Le premier rapport international sur la sécurité de l'intelligence artificielle, dirigé par Yoshua Bengio et fruit de la collaboration de 96 experts internationaux, vient poser les bases d'une compréhension partagée des risques des systèmes d'IA avancés et de la manière dont ils peuvent être atténués. Inspiré par les travaux du Groupe d'experts intergouvernemental sur l'évolution du climat des Nations Unies, ce document, publié le 29 janvier dernier, contribuera à éclairer les discussions du Sommet pour l'action sur l'IA.
Lors du 1er sommet sur la sécurité de l’IA, 30 pays ont convenu d’établir une compréhension scientifique et factuelle commune des risques de l’IA de pointe grâce à l’élaboration d’un rapport international, indépendant et inclusif sur les risques et les capacités de l’IA de pointe.
Hôte de l'événement, le Royaume-Uni a chargé Yoshua Bengio de le superviser. Cet éminent expert en IA, lauréat du prestigieux prix Turing en 2018, professeur titulaire à l’Université de Montréal, est le fondateur et directeur scientifique de Mila, l'Institut québécois d’IA. Il a été l’un des signataires de la lettre demandant une pause dans le développement des grands modèles de fondation et a fait partie des militants pour un encadrement strict de l’IA en Europe, en amont de l’AI Act.
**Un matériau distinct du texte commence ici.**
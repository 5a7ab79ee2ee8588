//! Run configuration and the errors raised while starting a run.
//!
//! [`DriverConfig`] controls batching and publication for both
//! [`LockstepRun`](crate::LockstepRun) and
//! [`SimulationDriver`](crate::SimulationDriver). [`RecorderConfig`]
//! controls the log sampler. Both are validated once, before any thread
//! is spawned.

use std::error::Error;
use std::fmt;
use std::time::Duration;

use thermoplate_core::ParameterError;

/// Simulated seconds of progress between publications, by default.
pub const DEFAULT_BATCH_DURATION_S: f64 = 1.0;

/// Snapshot ring slots, by default.
pub const DEFAULT_RING_CAPACITY: usize = 8;

/// Wall-clock interval between recorder samples, by default.
pub const DEFAULT_RECORD_INTERVAL: Duration = Duration::from_secs(1);

/// Slowest accepted pacing: one simulated millisecond per wall second.
pub const MIN_PACING: f64 = 1e-3;

/// Longest accepted interval between recorder samples.
pub const MAX_RECORD_INTERVAL: Duration = Duration::from_secs(3600);

// ── ConfigError ────────────────────────────────────────────────────

/// Errors detected before a run starts, or while recovering its threads.
#[derive(Debug, PartialEq)]
pub enum ConfigError {
    /// The physical parameters were rejected.
    Parameters(ParameterError),
    /// `batch_duration_s` is NaN, infinite, zero, or negative.
    InvalidBatchDuration {
        /// The invalid value.
        value: f64,
    },
    /// Ring capacity is below the minimum of 2.
    RingTooSmall {
        /// The configured capacity.
        configured: usize,
    },
    /// Pacing factor is not finite or is below [`MIN_PACING`].
    InvalidPacing {
        /// The invalid value.
        value: f64,
    },
    /// Recorder interval is zero or longer than [`MAX_RECORD_INTERVAL`].
    InvalidRecorderInterval,
    /// A background thread could not be spawned.
    ThreadSpawnFailed {
        /// Which thread failed, and why.
        reason: String,
    },
    /// The engine could not be recovered from the driver thread (it
    /// panicked).
    EngineRecoveryFailed,
}

impl fmt::Display for ConfigError {
    fn fmt(&self, f: &mut fmt::Formatter<'_>) -> fmt::Result {
        match self {
            Self::Parameters(e) => write!(f, "parameters: {e}"),
            Self::InvalidBatchDuration { value } => {
                write!(f, "batch_duration_s must be finite and positive, got {value}")
            }
            Self::RingTooSmall { configured } => {
                write!(f, "ring_capacity {configured} is below minimum of 2")
            }
            Self::InvalidPacing { value } => {
                write!(f, "pacing must be finite and at least {MIN_PACING}, got {value}")
            }
            Self::InvalidRecorderInterval => write!(
                f,
                "recorder interval must be non-zero and at most {}s",
                MAX_RECORD_INTERVAL.as_secs()
            ),
            Self::ThreadSpawnFailed { reason } => write!(f, "thread spawn failed: {reason}"),
            Self::EngineRecoveryFailed => {
                write!(f, "engine could not be recovered from driver thread")
            }
        }
    }
}

impl Error for ConfigError {
    fn source(&self) -> Option<&(dyn Error + 'static)> {
        match self {
            Self::Parameters(e) => Some(e),
            _ => None,
        }
    }
}

impl From<ParameterError> for ConfigError {
    fn from(e: ParameterError) -> Self {
        Self::Parameters(e)
    }
}

// ── DriverConfig ───────────────────────────────────────────────────

/// Batching, publication and pacing for a run.
#[derive(Clone, Debug, PartialEq)]
pub struct DriverConfig {
    /// Simulated seconds to advance between two published snapshots.
    pub batch_duration_s: f64,
    /// Number of recent snapshots retained for consumers.
    pub ring_capacity: usize,
    /// Optional real-time factor, in simulated seconds per wall second.
    /// `None` runs as fast as the machine allows.
    pub pacing: Option<f64>,
}

impl Default for DriverConfig {
    fn default() -> Self {
        Self {
            batch_duration_s: DEFAULT_BATCH_DURATION_S,
            ring_capacity: DEFAULT_RING_CAPACITY,
            pacing: None,
        }
    }
}

impl DriverConfig {
    /// Check every invariant, reporting the first violation.
    pub fn validate(&self) -> Result<(), ConfigError> {
        if !self.batch_duration_s.is_finite() || self.batch_duration_s <= 0.0 {
            return Err(ConfigError::InvalidBatchDuration {
                value: self.batch_duration_s,
            });
        }
        if self.ring_capacity < 2 {
            return Err(ConfigError::RingTooSmall {
                configured: self.ring_capacity,
            });
        }
        if let Some(factor) = self.pacing {
            // The reciprocal scales a wall-clock wait.
            if !factor.is_finite() || factor < MIN_PACING {
                return Err(ConfigError::InvalidPacing { value: factor });
            }
        }
        Ok(())
    }

    /// Steps per batch for a time step of `dt`: `round(batch / dt)`, and
    /// never fewer than one.
    pub fn steps_per_batch(&self, dt: f64) -> u64 {
        let steps = (self.batch_duration_s / dt).round();
        if steps >= 1.0 {
            steps as u64
        } else {
            1
        }
    }
}

// ── RecorderConfig ─────────────────────────────────────────────────

/// Sampling cadence and header policy for the log recorder.
#[derive(Clone, Debug, PartialEq, Eq)]
pub struct RecorderConfig {
    /// Wall-clock time between samples.
    pub interval: Duration,
    /// Write the column header before the first row.
    pub write_header: bool,
}

impl Default for RecorderConfig {
    fn default() -> Self {
        Self {
            interval: DEFAULT_RECORD_INTERVAL,
            write_header: true,
        }
    }
}

impl RecorderConfig {
    /// Check every invariant.
    pub fn validate(&self) -> Result<(), ConfigError> {
        if self.interval.is_zero() || self.interval > MAX_RECORD_INTERVAL {
            return Err(ConfigError::InvalidRecorderInterval);
        }
        Ok(())
    }
}
//! Synchronous batch stepping on the caller's thread.
//!
//! [`LockstepRun`] applies the same batching as the background driver
//! (`round(batch_duration / dt)` steps per batch, the last batch clipped
//! at the end of the run) but returns each batch's snapshot directly.
//! Used for headless runs and for checking that the threaded driver
//! publishes exactly what a synchronous run computes.
//!
//! # Example
//!
//! ```ignore
//! let mut run = LockstepRun::new(params, &DriverConfig::default())?;
//! while let Some(batch) = run.step_batch() {
//!     println!("t = {:.1} s", batch.snapshot.time());
//! }
//! ```

use std::time::Instant;

use thermoplate_core::{PhysicalParameters, Snapshot};

use crate::config::{ConfigError, DriverConfig};
use crate::metrics::{BatchMetrics, RunMetrics};
use crate::plate::PlateEngine;

/// Result of one [`LockstepRun::step_batch`] call.
#[derive(Clone, Debug)]
pub struct BatchResult {
    /// State at the end of the batch.
    pub snapshot: Snapshot,
    /// Timing for the batch.
    pub metrics: BatchMetrics,
}

/// Single-threaded run that advances one batch per call.
///
/// Pacing in the [`DriverConfig`] is ignored: the caller owns the thread
/// and decides how fast to go.
#[derive(Debug)]
pub struct LockstepRun {
    engine: PlateEngine,
    steps_per_batch: u64,
    metrics: RunMetrics,
}

// Compile-time assertion: LockstepRun can move across threads.
const _: fn() = || {
    fn assert<T: Send>() {}
    assert::<LockstepRun>();
};

impl LockstepRun {
    /// Build the engine from `params` and validate `config`.
    pub fn new(params: PhysicalParameters, config: &DriverConfig) -> Result<Self, ConfigError> {
        config.validate()?;
        let engine = PlateEngine::new(params)?;
        Self::from_engine(engine, config)
    }

    /// Drive an already-built engine.
    pub fn from_engine(engine: PlateEngine, config: &DriverConfig) -> Result<Self, ConfigError> {
        config.validate()?;
        let steps_per_batch = config.steps_per_batch(engine.discretization().dt);
        Ok(Self {
            engine,
            steps_per_batch,
            metrics: RunMetrics::default(),
        })
    }

    /// Run one batch and return its snapshot, or `None` once the run is
    /// finished.
    pub fn step_batch(&mut self) -> Option<BatchResult> {
        if self.engine.is_finished() {
            return None;
        }
        let step_start = Instant::now();
        let steps = self.engine.run_batch(self.steps_per_batch);
        let step_us = step_start.elapsed().as_micros() as u64;

        let publish_start = Instant::now();
        let snapshot = self.engine.snapshot();
        let metrics = BatchMetrics {
            steps,
            sim_time: snapshot.time(),
            step_us,
            publish_us: publish_start.elapsed().as_micros() as u64,
        };
        self.metrics.record(&metrics);
        Some(BatchResult { snapshot, metrics })
    }

    /// Run every remaining batch, handing each snapshot to `on_batch`.
    ///
    /// Returns the final snapshot.
    pub fn run_to_completion(&mut self, mut on_batch: impl FnMut(&Snapshot)) -> Snapshot {
        while let Some(batch) = self.step_batch() {
            on_batch(&batch.snapshot);
        }
        self.engine.snapshot()
    }

    /// Steps per batch for this run.
    pub fn steps_per_batch(&self) -> u64 {
        self.steps_per_batch
    }

    /// Accumulated timing.
    pub fn metrics(&self) -> &RunMetrics {
        &self.metrics
    }

    /// The engine being driven.
    pub fn engine(&self) -> &PlateEngine {
        &self.engine
    }

    /// Give the engine back.
    pub fn into_engine(self) -> PlateEngine {
        self.engine
    }
}

#[cfg(test)]
mod tests {
    use super::*;
    use thermoplate_test_utils::small_plate;

    fn config(batch_duration_s: f64) -> DriverConfig {
        DriverConfig {
            batch_duration_s,
            ..Default::default()
        }
    }

    #[test]
    fn batches_cover_the_run_exactly() {
        let mut run = LockstepRun::new(small_plate(8, 50.0), &config(2.0)).unwrap();
        let nt = run.engine().total_steps();
        let per_batch = run.steps_per_batch();

        let mut sizes = Vec::new();
        let mut times = Vec::new();
        while let Some(batch) = run.step_batch() {
            sizes.push(batch.metrics.steps);
            times.push(batch.snapshot.time());
        }

        assert_eq!(sizes.iter().sum::<u64>(), nt);
        let (last, full) = sizes.split_last().unwrap();
        assert!(full.iter().all(|&s| s == per_batch));
        assert!(*last >= 1 && *last <= per_batch);
        assert!(times.windows(2).all(|w| w[0] < w[1]));
        assert_eq!(run.metrics().batches, sizes.len() as u64);
        assert_eq!(run.metrics().steps, nt);
        assert!(run.step_batch().is_none());
    }

    #[test]
    fn tiny_batches_still_make_progress() {
        let mut run = LockstepRun::new(small_plate(8, 5.0), &config(1e-9)).unwrap();
        assert_eq!(run.steps_per_batch(), 1);
        let batch = run.step_batch().unwrap();
        assert_eq!(batch.metrics.steps, 1);
        assert_eq!(batch.snapshot.step(), 1);
    }

    #[test]
    fn run_to_completion_matches_stepping_everything_at_once() {
        let params = small_plate(7, 30.0);
        let mut run = LockstepRun::new(params.clone(), &config(3.0)).unwrap();
        let mut seen = 0;
        let last = run.run_to_completion(|_| seen += 1);
        assert_eq!(seen, run.metrics().batches);

        let mut direct = PlateEngine::new(params).unwrap();
        let nt = direct.total_steps();
        direct.run_batch(nt);
        assert_eq!(last, direct.snapshot());
    }

    #[test]
    fn rejects_invalid_config() {
        let err = LockstepRun::new(small_plate(8, 5.0), &config(0.0)).unwrap_err();
        assert_eq!(err, ConfigError::InvalidBatchDuration { value: 0.0 });
    }
}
Le second sommet, qui s'est déroulé à Séoul, s'est appuyé sur une première version provisoire de ce rapport qui fournit désormais une synthèse complète de la littérature existante sur les risques et les capacités des modèles d’IA de pointe.
Il résume les preuves scientifiques sur 3 questions fondamentales :
- Que peut faire l’IA à usage général ?
- Quels sont les risques associés à l’IA à usage général ?
- Quelles sont les techniques d’atténuation contre ces risques ?
Une nécessaire prise de conscience
Les systèmes d'IA à usage général, capables d’effectuer une grande variété de tâches, progressent à une vitesse inédite. Non seulement ils peuvent écrire des programmes complexes et détecter des cybervulnérabilités, mais ils atteignent également des performances comparables à celles d'experts humains en sciences fondamentales. Ces avancées s'accompagnent cependant de nouveaux risques. Rédigé par des experts provenant de 30 pays, de l’ONU, de l’UE et de l’OCDE, le rapport identifie trois catégories principales de menaces :- Les risques d'utilisation malveillante, incluant les cyberattaques, la propagation de désinformation ou la conception d'armes biologiques facilitée par l'IA ;
- Les dysfonctionnements systémiques, tels que les biais algorithmiques, les erreurs de fiabilité ou la perte de contrôle sur des systèmes autonomes ;
- Les risques systémiques, relatifs à l'impact économique et social de l'IA, notamment sur l'emploi, la protection des données personnelles et l'environnement.